In an isosceles trapezoid, the bases are 1: 3, the diagonal is 42 cm. The middle of one of the lateral sides and the end of the larger base, which does not belong to this side, are connected by a segment. What parts did the trapezoid diagonal divide into?
Let the length of the smaller base of the trapezoid be 2 * X cm, then, by condition, the length of the larger base is 6 * X cm.
Let us construct the middle line of the MR of the trapezoid, then at point O it divides the diagonal AC in half, AO = OC = AC / 2 = 42/2 = 21 cm.
In the ABC triangle, the MO segment is its middle line, then MO = BC / 2 = X cm.
Let’s connect points O and D. In the formed trapezoid АСОD, MO = X cm, AD = 6 * X cm, AO = 21 cm.

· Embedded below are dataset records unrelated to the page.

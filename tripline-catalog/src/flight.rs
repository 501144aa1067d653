use chrono::{DateTime, Utc};
use serde::{Deserialize, Serialize};
use uuid::Uuid;

use crate::seatmap::SeatMap;

#[derive(Debug, Clone, Serialize, Deserialize)]
pub struct Flight {
    pub id: Uuid,
    pub airline: String,
    pub flight_number: String,
    pub departure_city: String,
    pub arrival_city: String,
    pub departure_time: DateTime<Utc>,
    pub arrival_time: DateTime<Utc>,
    /// Minor units, per passenger.
    pub price_cents: i64,
    pub aircraft_type: Option<String>,
    pub total_seats: i32,
    /// Minor units, per checked bag.
    pub baggage_price_cents: i64,
    pub available: bool,
}

impl Flight {
    /// Cabin layout derived from total_seats: 6 seats per row.
    pub fn seat_map(&self) -> SeatMap {
        SeatMap::new(self.total_seats)
    }
}
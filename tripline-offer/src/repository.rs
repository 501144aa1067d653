use async_trait::async_trait;
use chrono::NaiveDate;
use uuid::Uuid;

use crate::models::{Discount, PersonalizedOffer};
use tripline_core::repository::StoreError;

/// Access to discount state for the resolver. Callers pass `today` so the
/// date-window filtering stays testable and time-zone decisions live in one
/// place.
#[async_trait]
pub trait DiscountRepository: Send + Sync {
    /// General discounts active on the given date.
    async fn active_discounts(&self, today: NaiveDate) -> Result<Vec<Discount>, StoreError>;

    /// Personalized offers for a user that have not expired.
    async fn offers_for_user(
        &self,
        user_id: Uuid,
        today: NaiveDate,
    ) -> Result<Vec<PersonalizedOffer>, StoreError>;
}
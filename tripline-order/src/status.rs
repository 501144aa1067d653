use std::sync::Arc;

use tracing::info;
use uuid::Uuid;

use tripline_core::booking::BookingStatus;
use tripline_core::repository::BookingRepository;

use crate::error::BookingError;

/// The only legal transitions. Cancelled and Completed are terminal.
pub fn can_transition(from: BookingStatus, to: BookingStatus) -> bool {
    matches!(
        (from, to),
        (BookingStatus::Active, BookingStatus::Cancelled)
            | (BookingStatus::Active, BookingStatus::Completed)
    )
}

/// Status transition manager. Every applied transition appends a history
/// entry; transitioning to Cancelled releases the booking's seat claims
/// (both inside the repository transaction).
pub struct StatusManager {
    bookings: Arc<dyn BookingRepository>,
}

impl StatusManager {
    pub fn new(bookings: Arc<dyn BookingRepository>) -> Self {
        Self { bookings }
    }

    /// User-initiated cancel. Only the booking owner may cancel through
    /// this path.
    pub async fn cancel_own(&self, user_id: Uuid, booking_id: Uuid) -> Result<(), BookingError> {
        let record = self
            .bookings
            .get(booking_id)
            .await?
            .ok_or(BookingError::BookingNotFound)?;
        if record.booking.user_id != user_id {
            return Err(BookingError::Forbidden);
        }
        self.apply(booking_id, record.booking.status, BookingStatus::Cancelled)
            .await
    }

    /// Manager-initiated transition. The route layer enforces the manager
    /// role; Completed is reachable only through here.
    pub async fn manager_transition(
        &self,
        booking_id: Uuid,
        to: BookingStatus,
    ) -> Result<(), BookingError> {
        let record = self
            .bookings
            .get(booking_id)
            .await?
            .ok_or(BookingError::BookingNotFound)?;
        self.apply(booking_id, record.booking.status, to).await
    }

    async fn apply(
        &self,
        booking_id: Uuid,
        from: BookingStatus,
        to: BookingStatus,
    ) -> Result<(), BookingError> {
        if !can_transition(from, to) {
            return Err(BookingError::InvalidTransition { from, to });
        }
        self.bookings.transition(booking_id, from, to).await?;
        info!(%booking_id, %from, %to, "booking status changed");
        Ok(())
    }
}

#[cfg(test)]
mod tests {
    use super::*;
    use crate::memory::InMemoryStore;
    use crate::writer::BookingWriter;
    use tripline_core::booking::CreateBookingRequest;

    async fn booked_flight(store: &Arc<InMemoryStore>) -> (Uuid, Uuid, Uuid) {
        let flight_id = store.add_flight(30, 10_000_00, 0);
        let writer = BookingWriter::new(store.clone(), store.clone(), store.clone());
        let user = Uuid::new_v4();
        let req = CreateBookingRequest {
            tour_id: None,
            flight_id: Some(flight_id),
            travelers_count: 2,
            transportation_type: None,
            departure_city: None,
            selected_seats: vec!["1A".to_string(), "1B".to_string()],
            has_baggage: false,
            baggage_count: 0,
            total_price: None,
        };
        let booking_id = writer.create(user, &req).await.unwrap();
        (user, flight_id, booking_id)
    }

    #[test]
    fn test_transition_table() {
        use BookingStatus::*;
        assert!(can_transition(Active, Cancelled));
        assert!(can_transition(Active, Completed));
        assert!(!can_transition(Cancelled, Active));
        assert!(!can_transition(Cancelled, Completed));
        assert!(!can_transition(Completed, Cancelled));
        assert!(!can_transition(Active, Active));
    }

    #[tokio::test]
    async fn test_cancel_appends_history_and_releases_seats() {
        let store = Arc::new(InMemoryStore::new());
        let (user, flight_id, booking_id) = booked_flight(&store).await;
        let manager = StatusManager::new(store.clone());

        manager.cancel_own(user, booking_id).await.unwrap();

        let record = store.get_record(booking_id);
        assert_eq!(record.booking.status, BookingStatus::Cancelled);
        // creation entry untouched, exactly one cancellation entry added
        assert_eq!(store.history_len(booking_id), 2);
        // occupancy invariant: cancelled bookings hold no seats
        assert!(store.occupied(flight_id).is_empty());
    }

    #[tokio::test]
    async fn test_cancel_completed_rejected() {
        let store = Arc::new(InMemoryStore::new());
        let (user, _, booking_id) = booked_flight(&store).await;
        let manager = StatusManager::new(store.clone());

        manager
            .manager_transition(booking_id, BookingStatus::Completed)
            .await
            .unwrap();

        let err = manager.cancel_own(user, booking_id).await.unwrap_err();
        assert!(matches!(err, BookingError::InvalidTransition { .. }));
        assert_eq!(store.history_len(booking_id), 2);
    }

    #[tokio::test]
    async fn test_cancel_requires_ownership() {
        let store = Arc::new(InMemoryStore::new());
        let (_, _, booking_id) = booked_flight(&store).await;
        let manager = StatusManager::new(store.clone());

        let err = manager
            .cancel_own(Uuid::new_v4(), booking_id)
            .await
            .unwrap_err();
        assert!(matches!(err, BookingError::Forbidden));
    }

    #[tokio::test]
    async fn test_unknown_booking() {
        let store = Arc::new(InMemoryStore::new());
        let manager = StatusManager::new(store.clone());
        let err = manager
            .cancel_own(Uuid::new_v4(), Uuid::new_v4())
            .await
            .unwrap_err();
        assert!(matches!(err, BookingError::BookingNotFound));
    }
}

Triangles MOK and AKD are similar in two angles, and the coefficient of their similarity is: K = MO / AD = 1/6.
Then OK / AK = 1/6.
AK = 6 * OK.
AK + OK = AO = 21 cm.
6 * OK + OK = 21.
OK = 21/7 = 3 cm.
Then AK = 21 – 3 = 18 cm.
CK = AC – AK = 42 – 18 = 24 cm.
Answer: The diagonal is divided into 18 cm and 24 cm segments.